# Assigned task:
Only the lines with the string "within" are needed; return each of them from the entries below.

[Stored data entries]
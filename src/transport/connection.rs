//! WebSocket connection and event loop.
//!
//! This module handles the WebSocket connection to the pixel controller,
//! including the one-shot handshake reply and close notification.
//!
//! # Event Loop
//!
//! The connection spawns a tokio task that handles:
//!
//! - Outgoing text commands, written in the order they were queued
//! - The first incoming text message (the handshake reply)
//! - Remote close, stream errors and end of stream
//! - The close handler callback

// ============================================================================
// Imports
// ============================================================================

use std::sync::Arc;
use std::time::Duration;

use futures_util::{SinkExt, StreamExt};
use parking_lot::Mutex;
use tokio::net::TcpStream;
use tokio::sync::{mpsc, oneshot};
use tokio::time::timeout;
use tokio_tungstenite::tungstenite::Message;
use tokio_tungstenite::{MaybeTlsStream, WebSocketStream, connect_async};
use tracing::{debug, error, trace, warn};
use url::Url;

use crate::error::{Error, Result};

// ============================================================================
// Types
// ============================================================================

/// Client-side WebSocket stream.
type WsStream = WebSocketStream<MaybeTlsStream<TcpStream>>;

/// Callback run once when the event loop ends.
///
/// Cleared with [`Connection::clear_close_handler`] to suppress it.
pub type CloseHandler = Box<dyn FnOnce() + Send>;

// ============================================================================
// ConnectionCommand
// ============================================================================

/// Internal commands for the event loop.
enum ConnectionCommand {
    /// Send one text message.
    Send(String),
    /// Close the connection after everything queued before it.
    Shutdown,
}

// ============================================================================
// Connection
// ============================================================================

/// WebSocket connection to a pixel controller.
///
/// The connection spawns an internal event loop task. Sends are queued on
/// an unbounded channel, so they never block and reach the controller in
/// call order.
///
/// # Thread Safety
///
/// `Connection` is `Send + Sync` and can be shared across tasks.
pub struct Connection {
    /// Channel for sending commands to the event loop.
    command_tx: mpsc::UnboundedSender<ConnectionCommand>,
    /// Receiver for the first inbound message, taken by `wait_reply`.
    reply_rx: Arc<Mutex<Option<oneshot::Receiver<String>>>>,
    /// Close handler (shared with event loop).
    close_handler: Arc<Mutex<Option<CloseHandler>>>,
}

impl Clone for Connection {
    fn clone(&self) -> Self {
        Self {
            command_tx: self.command_tx.clone(),
            reply_rx: Arc::clone(&self.reply_rx),
            close_handler: Arc::clone(&self.close_handler),
        }
    }
}

impl Connection {
    /// Opens a WebSocket connection to `url`.
    ///
    /// # Errors
    ///
    /// - [`Error::ConnectionTimeout`] if the upgrade does not finish within `connect_timeout`
    /// - [`Error::Connection`] if the controller is unreachable or refuses the upgrade
    pub async fn open(url: &Url, connect_timeout: Duration) -> Result<Self> {
        let (ws_stream, _response) = timeout(connect_timeout, connect_async(url.as_str()))
            .await
            .map_err(|_| Error::connection_timeout(connect_timeout.as_millis() as u64))?
            .map_err(|e| Error::connection(format!("WebSocket handshake failed: {e}")))?;

        debug!(%url, "WebSocket connection opened");

        Ok(Self::new(ws_stream))
    }

    /// Creates a new connection from a WebSocket stream.
    ///
    /// Spawns the event loop task internally.
    pub(crate) fn new(ws_stream: WsStream) -> Self {
        let (command_tx, command_rx) = mpsc::unbounded_channel();
        let (reply_tx, reply_rx) = oneshot::channel();
        let close_handler: Arc<Mutex<Option<CloseHandler>>> = Arc::new(Mutex::new(None));

        tokio::spawn(Self::run_event_loop(
            ws_stream,
            command_rx,
            reply_tx,
            Arc::clone(&close_handler),
        ));

        Self {
            command_tx,
            reply_rx: Arc::new(Mutex::new(Some(reply_rx))),
            close_handler,
        }
    }

    /// Waits for the controller's first message.
    ///
    /// Can only be awaited once per connection.
    ///
    /// # Errors
    ///
    /// - [`Error::ConnectionTimeout`] if nothing arrives within `reply_timeout`
    /// - [`Error::ConnectionClosed`] if the connection closes first
    /// - [`Error::Protocol`] if the reply was already consumed
    pub async fn wait_reply(&self, reply_timeout: Duration) -> Result<String> {
        let rx = self
            .reply_rx
            .lock()
            .take()
            .ok_or_else(|| Error::protocol("Handshake reply already consumed"))?;

        timeout(reply_timeout, rx)
            .await
            .map_err(|_| Error::connection_timeout(reply_timeout.as_millis() as u64))?
            .map_err(|_| Error::ConnectionClosed)
    }

    /// Sets the close handler.
    ///
    /// Runs once when the event loop ends, unless cleared first.
    pub fn set_close_handler(&self, handler: CloseHandler) {
        let mut guard = self.close_handler.lock();
        *guard = Some(handler);
    }

    /// Clears the close handler.
    pub fn clear_close_handler(&self) {
        let mut guard = self.close_handler.lock();
        *guard = None;
    }

    /// Queues one text message.
    ///
    /// # Errors
    ///
    /// Returns [`Error::ConnectionClosed`] if the event loop has ended.
    pub fn send_text(&self, text: impl Into<String>) -> Result<()> {
        self.command_tx
            .send(ConnectionCommand::Send(text.into()))
            .map_err(|_| Error::ConnectionClosed)
    }

    /// Returns `true` once the event loop has ended.
    #[inline]
    #[must_use]
    pub fn is_closed(&self) -> bool {
        self.command_tx.is_closed()
    }

    /// Closes the connection after all previously queued messages.
    pub fn shutdown(&self) {
        let _ = self.command_tx.send(ConnectionCommand::Shutdown);
    }

    /// Event loop that handles WebSocket I/O.
    async fn run_event_loop(
        ws_stream: WsStream,
        mut command_rx: mpsc::UnboundedReceiver<ConnectionCommand>,
        reply_tx: oneshot::Sender<String>,
        close_handler: Arc<Mutex<Option<CloseHandler>>>,
    ) {
        let (mut ws_write, mut ws_read) = ws_stream.split();
        let mut reply_tx = Some(reply_tx);

        loop {
            tokio::select! {
                // Incoming messages from controller
                message = ws_read.next() => {
                    match message {
                        Some(Ok(Message::Text(text))) => {
                            Self::handle_incoming_text(text.as_str(), &mut reply_tx);
                        }

                        Some(Ok(Message::Close(_))) => {
                            debug!("WebSocket closed by remote");
                            break;
                        }

                        Some(Err(e)) => {
                            error!(error = %e, "WebSocket error");
                            break;
                        }

                        None => {
                            debug!("WebSocket stream ended");
                            break;
                        }

                        // Ignore Binary, Ping, Pong
                        _ => {}
                    }
                }

                // Commands from the session
                command = command_rx.recv() => {
                    match command {
                        Some(ConnectionCommand::Send(text)) => {
                            trace!(command = %text, "Sending");
                            if let Err(e) = ws_write.send(Message::Text(text.into())).await {
                                warn!(error = %e, "Failed to send command");
                                break;
                            }
                        }

                        Some(ConnectionCommand::Shutdown) => {
                            debug!("Shutdown command received");
                            let _ = ws_write.close().await;
                            break;
                        }

                        None => {
                            debug!("Command channel closed");
                            let _ = ws_write.close().await;
                            break;
                        }
                    }
                }
            }
        }

        command_rx.close();

        let handler = close_handler.lock().take();
        if let Some(handler) = handler {
            handler();
        }

        debug!("Event loop terminated");
    }

    /// Routes an incoming text message.
    ///
    /// Only the first message means anything; later ones are dropped.
    fn handle_incoming_text(text: &str, reply_tx: &mut Option<oneshot::Sender<String>>) {
        match reply_tx.take() {
            Some(tx) => {
                if tx.send(text.to_owned()).is_err() {
                    debug!("Handshake reply arrived with nobody waiting");
                }
            }
            None => trace!(text = %text, "Ignoring unsolicited message"),
        }
    }
}

// ============================================================================
// Tests
// ============================================================================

# Solution to this task:
    /// - [`Error::ConnectionTimeout`] if the upgrade does not finish within `connect_timeout`
    /// - [`Error::ConnectionTimeout`] if nothing arrives within `reply_timeout`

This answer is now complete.